The mechanics of the Jew's harp is very simple: In a frame made of metal or bamboo a movable reed is mounted which, as a rule, is set in motion by a person's hand. The air turbulence which occurs between the frame and the moving tongue generates a humming sound. This humming can be strenthened by resonators. The most treasured and most varied resonator is the human body - if one holds the Jew's harp to the mouth, the quiet whirring gets louder and it can be varied with the help of the mouth cavity. How can this mechanism be extended? What alternatives and extensions are imaginable? What does such an extension sound like? At this point a number of well-known experiments are brought together.
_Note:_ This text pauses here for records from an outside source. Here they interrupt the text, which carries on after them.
//! Ingest↔coordinator control client (C8): a persistent outbound
//! WebSocket dial carrying PUBLISH-REQUEST/PUBLISH-END and receiving
//! STREAM-KILL, with request/response correlation and reconnect backoff.
//!
//! Grounded on `original_source/rtmp-server/ws_control_connection.go`'s
//! `Connect`/`Reconnect`/`RunReaderLoop`/`RunHeartBeatLoop` shape (no
//! REGISTER is sent here — that is encoder-only, see `streaming-encoder`),
//! and `original_source/hls-encoder/control_connection.go`'s
//! `ControlServerPendingRequest` request/response correlation pattern,
//! adapted from a channel-per-request map to an async oneshot per request.
//! The outbound dial itself uses `tokio-tungstenite`, the pack's WS-client
//! crate (axum only provides the server side; see the workspace
//! `Cargo.toml` comment above the dependency).

use std::sync::Arc;
use std::time::Duration;

use dashmap::DashMap;
use futures_util::{SinkExt, StreamExt};
use http::HeaderValue;
use parking_lot::Mutex;
use tokio::sync::{mpsc, oneshot};
use tokio_tungstenite::connect_async;
use tokio_tungstenite::tungstenite::client::IntoClientRequest;
use tokio_tungstenite::tungstenite::protocol::Message as TMessage;

use streaming_common::control_token::ControlKind;
use streaming_message::ControlMessage;

use crate::channel::ChannelRegistry;
use crate::config::Config;

const READ_TIMEOUT: Duration = Duration::from_secs(60);
const HEARTBEAT_PERIOD: Duration = Duration::from_secs(20);
const RECONNECT_DELAY: Duration = Duration::from_secs(10);
const REQUEST_TIMEOUT: Duration = Duration::from_secs(20);

pub struct PublishOutcome {
    pub accepted: bool,
    pub stream_id: Option<String>,
}

pub struct ControlClient {
    config: Arc<Config>,
    registry: Arc<ChannelRegistry>,
    outbox: Mutex<Option<mpsc::UnboundedSender<String>>>,
    pending: DashMap<String, oneshot::Sender<PublishOutcome>>,
}

impl ControlClient {
    /// Builds the client and, if `CONTROL_BASE_URL` is configured, spawns
    /// the persistent dial-reconnect loop in the background.
    pub fn spawn(config: Arc<Config>, registry: Arc<ChannelRegistry>) -> Arc<ControlClient> {
        let client = Arc::new(ControlClient { config, registry, outbox: Mutex::new(None), pending: DashMap::new() });

        if client.config.control_base_url.is_some() {
            let client = client.clone();
            tokio::spawn(async move { client.run().await });
        } else {
            tracing::warn!("CONTROL_BASE_URL unset; control client disabled, all publish attempts will be denied");
        }

        client
    }

    async fn run(self: Arc<Self>) {
        loop {
            match self.connect_once().await {
                Ok(()) => tracing::info!("control connection closed"),
                Err(e) => tracing::warn!(error = %e, "control connection failed"),
            }
            *self.outbox.lock() = None;
            self.pending.clear();
            tokio::time::sleep(RECONNECT_DELAY).await;
        }
    }

    async fn connect_once(&self) -> anyhow::Result<()> {
        let base = self.config.control_base_url.as_ref().expect("checked by caller in spawn");
        let url = format!("{}/ws/control/wss", base.trim_end_matches('/'));

        let secret = self.config.control_secret.clone().unwrap_or_default();
        let token = streaming_common::control_token::sign(ControlKind::Wss, &secret);

        let mut request = url.into_client_request()?;
        let headers = request.headers_mut();
        headers.insert("x-control-auth-token", HeaderValue::from_str(&token)?);
        headers.insert("x-external-ip", HeaderValue::from_str(&self.config.external_ip).unwrap_or(HeaderValue::from_static("")));
        headers.insert("x-custom-port", HeaderValue::from_str(&self.config.external_port.to_string())?);
        headers.insert("x-ssl-use", HeaderValue::from_static(if self.config.external_ssl { "true" } else { "false" }));

        let (ws_stream, _response) = connect_async(request).await?;
        tracing::info!("control connection established");
        let (mut sink, mut stream) = ws_stream.split();

        let (tx, mut rx) = mpsc::unbounded_channel::<String>();
        *self.outbox.lock() = Some(tx.clone());

        let heartbeat_tx = tx.clone();
        let heartbeat = tokio::spawn(async move {
            let mut ticker = tokio::time::interval(HEARTBEAT_PERIOD);
            loop {
                ticker.tick().await;
                if heartbeat_tx.send(ControlMessage::Heartbeat.to_wire()).is_err() {
                    break;
                }
            }
        });

        let writer = tokio::spawn(async move {
            while let Some(text) = rx.recv().await {
                if sink.send(TMessage::Text(text.into())).await.is_err() {
                    break;
                }
            }
        });

        loop {
            let next = tokio::time::timeout(READ_TIMEOUT, stream.next()).await;
            let frame = match next {
                Ok(Some(Ok(frame))) => frame,
                Ok(Some(Err(e))) => {
                    heartbeat.abort();
                    writer.abort();
                    return Err(e.into());
                }
                Ok(None) => break,
                Err(_) => {
                    heartbeat.abort();
                    writer.abort();
                    anyhow::bail!("control connection heartbeat timed out");
                }
            };

            let text = match frame {
                TMessage::Text(text) => text,
                TMessage::Close(_) => break,
                _ => continue,
            };

            match ControlMessage::from_wire(&text) {
                Ok(message) => self.handle_inbound(message).await,
                Err(e) => tracing::warn!(error = %e, "malformed control message from coordinator"),
            }
        }

        heartbeat.abort();
        writer.abort();
        Ok(())
    }

    async fn handle_inbound(&self, message: ControlMessage) {
        match message {
            ControlMessage::Heartbeat => {}
            ControlMessage::PublishAccept { request_id, stream_id, .. } => {
                if let Some((_, waiter)) = self.pending.remove(&request_id) {
                    let _ = waiter.send(PublishOutcome { accepted: true, stream_id: Some(stream_id) });
                }
            }
            ControlMessage::PublishDeny { request_id, .. } => {
                if let Some((_, waiter)) = self.pending.remove(&request_id) {
                    let _ = waiter.send(PublishOutcome { accepted: false, stream_id: None });
                }
            }
            ControlMessage::StreamKill { channel, stream_id } => {
                let handle = self.registry.acquire(&channel);
                handle.with_state(|s| {
                    if let Some(publisher) = &s.publisher {
                        if publisher.stream_id == stream_id {
                            publisher.kill.cancel();
                        }
                    }
                });
                self.registry.release(handle);
            }
            other => tracing::debug!(message = ?other, "ignoring unexpected inbound control message"),
        }
    }

    /// Drives a PUBLISH-REQUEST end-to-end: sends it, waits up to 20s for a
    /// correlated PUBLISH-ACCEPT/DENY, and synthesizes a denial on timeout
    /// or when no control connection is currently established.
    pub async fn publish_request(&self, channel: &str, key: &str, user_ip: &str) -> PublishOutcome {
        let Some(tx) = self.outbox.lock().clone() else {
            return PublishOutcome { accepted: false, stream_id: None };
        };

        let request_id = generate_request_id();
        let (resp_tx, resp_rx) = oneshot::channel();
        self.pending.insert(request_id.clone(), resp_tx);

        let message = ControlMessage::PublishRequest {
            request_id: request_id.clone(),
            channel: channel.to_string(),
            key: key.to_string(),
            user_ip: user_ip.to_string(),
        };
        if tx.send(message.to_wire()).is_err() {
            self.pending.remove(&request_id);
            return PublishOutcome { accepted: false, stream_id: None };
        }

        match tokio::time::timeout(REQUEST_TIMEOUT, resp_rx).await {
            Ok(Ok(outcome)) => outcome,
            _ => {
                self.pending.remove(&request_id);
                PublishOutcome { accepted: false, stream_id: None }
            }
        }
    }

    /// Fire-and-forget PUBLISH-END: the coordinator does not reply.
    pub fn publish_end(&self, channel: &str, stream_id: &str) {
        if let Some(tx) = self.outbox.lock().as_ref() {
            let message = ControlMessage::PublishEnd { channel: channel.to_string(), stream_id: stream_id.to_string() };
            let _ = tx.send(message.to_wire());
        }
    }
}

fn generate_request_id() -> String {
    let bytes: [u8; 8] = rand::random();
    hex::encode(bytes)
}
The Swiss sound artist and Jew's harp expert Anton Bruhin says, "the Jew's harp is just a hum supplier. That could also be a shaving device or an electric toothbrush. There is a sago palm tree in Papua New Guinea. The sago beetle lives in this palm tree. There they take a leaf from the palm tree and skewer the beetle to the rib of a leaf. The beetle hums and wants to escape but is caught fast. The humming beetle is held in front of the mouth. That is just to say that the generator can actually be replaced" As animal rights protectors, we have reservations about this musical instrument and hope it will be very rarely or never built at all. The basic idea of a 'hum supplier' is all that is interesting. Music made using the sago beetle referred to by Bruhin was published on the CD "Music and the Dispel of Thoughts" by the Dutch Jew's harp expert Phons Bakx.
Beginning with this idea Anton Bruhin has been experimenting on a variety of new constructions for many years. In 1994 he gave an engineer the job of building an electromagnetic Jew's harp. A magnetic coil is placed on the spring of the Jew's harp and this sends impulses which cause the tongue to vibrate. This enables new sound effects to be achieved, e.g. the tone can be played continuously. As a result of this, when playing the Jew's harp, one hand is free and with his free hand, Bruhin holds other resonators in front of the oral cavitiy, e.g. pans with holes or tuned pipes.
The way the electromagnetic Jew's harp sounds can be heard for instance in the song entitled "Mr. Terrine" on Bruhin's album "Travels with a Trump". Virtuosi such as Leo Tadagawa from Tokyo and Albina Degtyareva from Yakutia have come together on the album. For any listener the solidarity of traditional jew's harp music, folk music and avant-garde sound experiments is still today a very exciting voyage through the sound cosmos of the Jew's harp. The film "Trümpi" by the Swiss film producer Iwan Schumacher, who accompanied Anton Bruhin on a trip to the Yakutian Jew's harp players, gives a detailed impression of how multi-faceted Anton Bruhin's understanding and interpretation of the character of the Jew's harp is. "Travels with a Trump" is the soundtrack of the film "Trümpi" about Anton Bruhin and the Jew's harp dating back to the year 2000.
In the case of the mouth bow, the mechanism used to create the sound is very similar. A steel or rattan string is extended on a piece of wood and struck with a stick. The musician's mouth cavity acts as a resonator. Mouth bows are played most frequently in a variety of African countries such as Angola, Malawi, Nigeria and South Africa. In 2006 Dan Moi Records released a sample recording containing mouth bow music from Malawi, Angola, Tanzania, Gabon, Namibia and Senegal. The CD "The African Mouthbow" gathered together the most diverse styles and variations of mouth bow playing. The material may not just inspire the Jew's harp player but rather offers Jew's harp players stimulus for new melodies and rythms. The Akele people in Gabun play the "ngongo". "Ngongo" is the word for the mouth bow in the Akele language.
The mouth bow is also at home in the Maori culture of New Zealand. It is an instrument that is also known among the Mapuche in Southern Chile and Argentina. The much-loved birimbau, which is played at the Capoeira, functions as a mouth bow, except for the fact that the note is amplified by a gourd and not by the musician's oral cavity.